Even though most people have heard of solutions such as TeamViewer when it comes to accessing one remote PC, it is a lesser-known fact that Microsoft Windows has an inbuilt feature to let you do that. That is, even when you lack all those TeamViewer stuff, you will be able to remotely control another Windows PC and at the same time allow the PC of yours to be controlled by another person. If both computers are connected using a Local Area Network, it’s better than third-party solutions, but it might be a bit time-consuming to get used to Windows Desktop Connection.
In the latest version of Windows, however, there are some slight changes in terms of Remote Desktop Connection! If you are new to it, you may have some issues as well. To let you use Remote Desktop Connection in Windows 10, we have created a comprehensive tutorial about enabling and using the remote desktop connection in your Windows 10 PC.
See Also: Windows 10 Tips and Tricks »
To Be Noted: As you might know, there are two major versions of Windows 10 — Windows 10 Home and Windows 10 Pro. In both the versions, capabilities of Remote Desktop Connection are different. Suppose you are running Windows 10 Home in your PC; then, you will not be able to let others use your computer. In shorter words, Windows 10 Home does not support incoming remote desktop connections. On the other hand, as we come to the case of Windows 10 Pro, both incoming and outgoing remote desktop connections are supported; you can let others use your PC and use other PCs over the network.
In the Target PC
Well, before you do something about remote desktop connections and all. There are some things to be taken care of in the Target PC. By Target PC, we mean the computer, which is going to be controlled using the RDC. And, you’ll be able to use a PC as target PC only if it is running Windows 10 Pro.
If you are planning to connect to the computer using a Local Area Network, you have to make sure that a connection is there, working fine. In another scenario, if you prefer an internet-based connection, that is to be taken care of. If it is sure, let’s move on. In this post, however, we are going deeper into LAN-based Remote Desktop Access.
Enable Remote Desktop Access
This is a more important part.
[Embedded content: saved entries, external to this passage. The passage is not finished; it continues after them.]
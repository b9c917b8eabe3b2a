//! Arc-crossing geometry for linkograph rendering.
//!
//! Each link is drawn as the parabola `y = (x - s)(t - x) / (t - s)` above
//! the move timeline, spanning source index `s` to target index `t`. Two
//! links cross when exactly one endpoint of one lies strictly inside the
//! span of the other. Links that share an endpoint only touch there and are
//! not counted.
//!
//! The output is rendering metadata only; nothing else in the crate reads it.

use std::collections::BTreeSet;

use serde::Serialize;
use tracing::debug;

use crate::linkograph::{Linkograph, LinkographLink};

const BISECTION_STEPS: usize = 64;

/// A point in timeline coordinates (x in move indices, y in arc height).
#[derive(Debug, Clone, Copy, PartialEq, Serialize)]
pub struct Point {
    /// Horizontal position.
    pub x: f64,
    /// Height above the timeline.
    pub y: f64,
}

/// A location where link arcs cross.
#[derive(Debug, Clone, PartialEq, Serialize)]
pub struct IntersectionNode {
    /// Mean position of the merged crossings.
    pub position: Point,
    /// Number of link pairs crossing here.
    pub complexity: usize,
    /// Indices into [`Linkograph::links`] of every participating link.
    pub link_indices: Vec<usize>,
    /// Sum of participating link strengths times `ln(1 + complexity)`.
    pub significance: f64,
}

#[derive(Default)]
struct Accumulator {
    sum_x: f64,
    sum_y: f64,
    pairs: usize,
    links: BTreeSet<usize>,
}

impl Accumulator {
    fn centre(&self) -> Point {
        Point {
            x: self.sum_x / self.pairs as f64,
            y: self.sum_y / self.pairs as f64,
        }
    }

    fn distance_to(&self, point: Point) -> f64 {
        let c = self.centre();
        (c.x - point.x).hypot(c.y - point.y)
    }
}

/// Finds and merges arc crossings.
#[derive(Debug, Clone)]
pub struct IntersectionAnalyzer {
    tolerance: f64,
}

impl IntersectionAnalyzer {
    /// A crossing within `tolerance` (Euclidean distance) of an existing
    /// node's centre merges into the nearest such node.
    pub fn new(tolerance: f64) -> Self {
        Self { tolerance }
    }

    /// Compute all intersection nodes, ordered by position.
    pub fn analyze(&self, graph: &Linkograph) -> Vec<IntersectionNode> {
        let links = graph.links();
        let mut clusters: Vec<Accumulator> = Vec::new();

        for (i, a) in links.iter().enumerate() {
            for (j, b) in links.iter().enumerate().skip(i + 1) {
                if !crosses(a, b) {
                    continue;
                }
                let point = crossing_point(a, b);
                let nearest = clusters
                    .iter()
                    .enumerate()
                    .map(|(k, c)| (k, c.distance_to(point)))
                    .filter(|&(_, d)| d <= self.tolerance)
                    .min_by(|x, y| x.1.total_cmp(&y.1))
                    .map(|(k, _)| k);
                let slot = match nearest {
                    Some(k) => k,
                    None => {
                        clusters.push(Accumulator::default());
                        clusters.len() - 1
                    }
                };
                let cell = &mut clusters[slot];
                cell.sum_x += point.x;
                cell.sum_y += point.y;
                cell.pairs += 1;
                cell.links.insert(i);
                cell.links.insert(j);
            }
        }

        let mut nodes: Vec<IntersectionNode> = clusters
            .into_iter()
            .map(|cell| {
                let strength: f64 = cell.links.iter().map(|&i| links[i].strength).sum();
                IntersectionNode {
                    position: cell.centre(),
                    complexity: cell.pairs,
                    link_indices: cell.links.into_iter().collect(),
                    significance: strength * (1.0 + cell.pairs as f64).ln(),
                }
            })
            .collect();

        nodes.sort_by(|a, b| {
            a.position
                .x
                .total_cmp(&b.position.x)
                .then(a.position.y.total_cmp(&b.position.y))
        });

        debug!(
            session_id = %graph.session_id(),
            intersections = nodes.len(),
            "Intersections analyzed"
        );

        nodes
    }
}

/// Whether two links cross rather than nest or sit apart.
pub fn crosses(a: &LinkographLink, b: &LinkographLink) -> bool {
    let shares_endpoint = a.source_index == b.source_index
        || a.source_index == b.target_index
        || a.target_index == b.source_index
        || a.target_index == b.target_index;
    if shares_endpoint {
        return false;
    }

    let inside = |x: usize| a.source_index < x && x < a.target_index;
    inside(b.source_index) != inside(b.target_index)
}

/// Height of a link's arc at `x`.
pub fn arc_height(link: &LinkographLink, x: f64) -> f64 {
    let (s, t) = (link.source_index as f64, link.target_index as f64);
    if x <= s || x >= t {
        return 0.0;
    }
    (x - s) * (t - x) / (t - s)
}

/// Point where two crossing arcs meet.
///
/// Over the overlap of the two spans the height difference changes sign
/// exactly once, so bisection converges on the unique crossing.
fn crossing_point(a: &LinkographLink, b: &LinkographLink) -> Point {
    let lo_x = a.source_index.max(b.source_index) as f64;
    let hi_x = a.target_index.min(b.target_index) as f64;
    let diff = |x: f64| arc_height(a, x) - arc_height(b, x);

    let (mut lo, mut hi) = (lo_x, hi_x);
    let lo_sign = diff(lo).signum();
    for _ in 0..BISECTION_STEPS {
        let mid = 0.5 * (lo + hi);
        if diff(mid).signum() == lo_sign {
            lo = mid;
        } else {
            hi = mid;
        }
    }

    let x = 0.5 * (lo + hi);
    Point {
        x,
        y: arc_height(a, x),
    }
}

#[cfg(test)]
mod tests {
    use super::*;
    use crate::linkograph::test_support::moves;

    fn graph(n: usize, pairs: &[(usize, usize, f64)]) -> Linkograph {
        Linkograph::from_index_pairs("session-test", moves(n), pairs, 3)
    }

    #[test]
    fn test_crossing_versus_nesting() {
        let g = graph(
            10,
            &[(0, 4, 0.5), (2, 6, 0.5), (1, 3, 0.5), (5, 9, 0.5), (0, 2, 0.5)],
        );
        let l = g.links();
        // links sorted: (0,2) (0,4) (1,3) (2,6) (5,9)
        assert!(crosses(&l[1], &l[3])); // (0,4) x (2,6)
        assert!(!crosses(&l[1], &l[2])); // (1,3) nested in (0,4)
        assert!(!crosses(&l[1], &l[4])); // disjoint
        assert!(!crosses(&l[0], &l[1])); // shared endpoint
        assert!(crosses(&l[0], &l[2])); // (0,2) x (1,3)
    }

    #[test]
    fn test_equal_span_crossing_is_midway() {
        let g = graph(8, &[(0, 4, 0.6), (2, 6, 0.4)]);
        let nodes = IntersectionAnalyzer::new(0.25).analyze(&g);

        assert_eq!(nodes.len(), 1);
        let node = &nodes[0];
        assert!((node.position.x - 3.0).abs() < 1e-9);
        // (3 - 0)(4 - 3) / 4
        assert!((node.position.y - 0.75).abs() < 1e-9);
        assert_eq!(node.complexity, 1);
        assert_eq!(node.link_indices, vec![0, 1]);
        assert!((node.significance - 1.0 * 2f64.ln()).abs() < 1e-9);
    }

    #[test]
    fn test_unequal_spans_meet_on_both_arcs() {
        let g = graph(12, &[(0, 7, 0.5), (3, 11, 0.5)]);
        let nodes = IntersectionAnalyzer::new(0.25).analyze(&g);
        assert_eq!(nodes.len(), 1);
        let p = nodes[0].position;
        let links = g.links();
        assert!(p.x > 3.0 && p.x < 7.0);
        assert!((arc_height(&links[0], p.x) - arc_height(&links[1], p.x)).abs() < 1e-9);
    }

    #[test]
    fn test_nearby_crossings_merge_under_coarse_tolerance() {
        // Pairwise crossings at x = 2.5, 3.0 and 3.5
        let g = graph(10, &[(0, 4, 0.5), (2, 6, 0.5), (1, 5, 0.5)]);
        let nodes = IntersectionAnalyzer::new(0.25).analyze(&g);
        assert_eq!(nodes.len(), 3);
        assert!(nodes.iter().all(|n| n.complexity == 1));
        assert!((nodes[1].position.x - 3.0).abs() < 1e-9);

        let coarse = IntersectionAnalyzer::new(10.0).analyze(&g);
        assert_eq!(coarse.len(), 1);
        assert_eq!(coarse[0].complexity, 3);
        assert_eq!(coarse[0].link_indices.len(), 3);
        assert!((coarse[0].significance - 1.5 * 4f64.ln()).abs() < 1e-9);
    }

    #[test]
    fn test_close_crossings_merge_across_grid_lines() {
        // (1,3)x(2,4) meets at x = 2.5 and (1,3)x(2,5) at x ~ 2.464, about
        // 0.04 apart; with a 0.05 grid they would fall in different cells.
        let g = graph(6, &[(1, 3, 0.5), (2, 4, 0.5), (2, 5, 0.5)]);
        let nodes = IntersectionAnalyzer::new(0.05).analyze(&g);

        assert_eq!(nodes.len(), 1);
        assert_eq!(nodes[0].complexity, 2);
        assert_eq!(nodes[0].link_indices, vec![0, 1, 2]);
        assert!(nodes[0].position.x > 2.46 && nodes[0].position.x < 2.5);

        let fine = IntersectionAnalyzer::new(0.01).analyze(&g);
        assert_eq!(fine.len(), 2);
    }

    #[test]
    fn test_no_links_no_nodes() {
        let g = graph(5, &[]);
        assert!(IntersectionAnalyzer::new(0.25).analyze(&g).is_empty());
    }
}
In order to let the connection reach your computer, you have to enable the Remote Desktop Connections in the target PC. To do that, you can follow the steps given below.
- Go to Control Panel of your PC
- Choose System and Security
- Go to the Remote Tab
- Check the option named ‘Allow Remote Assistance Connections to this computer’
- If you want to reduce messing stuff, you can un-check the checkbox given below. If not unchecked, it’ll cause some troubles during the connection time.
If you have done all these, you can press the Apply button, and then ‘OK’ to close it.
So, you have successfully enabled Remote Desktop Connections in your Windows 10 PC.
Find the IP Address
Before you move on, you should know the IP address of your Windows 10 target computer. What is to be noted here is that a static IP address is easily available in the LAN scenario, while the Internet-based connection can be more or less troublesome.
To find the IP address, you can follow the steps given below.
- Search for Run and open it; alternatively, you can press Windows Key + R
- In the text box, type ‘cmd’
- It will open the command prompt, and there, type ‘ipconfig’
- Now, you can see a page with a lot of info
- From the list, find the IPv4 IP address of the computer, which is a numerical combination with dots between.
Connecting to Another PC
Obviously, this is done from another PC, which may run Windows 10 Home or Windows 10 Pro. In both the versions, the options are same and you don’t have much stuff to mess up with. Some things are to be taken care of, though.
For instance, as we said before, both the source and target computers should be connected to a Local Area Network. If the connection is working and rest all set, you can follow the following steps to get its Remote Desktop Connection done.
- In the Start Menu, search for Remote Desktop Connection
- Click on the app shortcut to open the interface
- In the corresponding space, enter the IP address of your target computer
- If given IP address is correct, you will be asked for the username-password combination
- Upon providing the prompted data, you can see the fully-fledged remote desktop in your screen.
Now that you have connected to the target PC, you can do whatever you want. If there isn’t a person at other end of the connection, it’s advised to turn off auto-power-off modes of your lap, so that connection won’t be messed up.
So, you have seen how to enable and use Remote Desktop Connection in Windows 10, over Local Area Network. Do you have any better alternatives, by the way?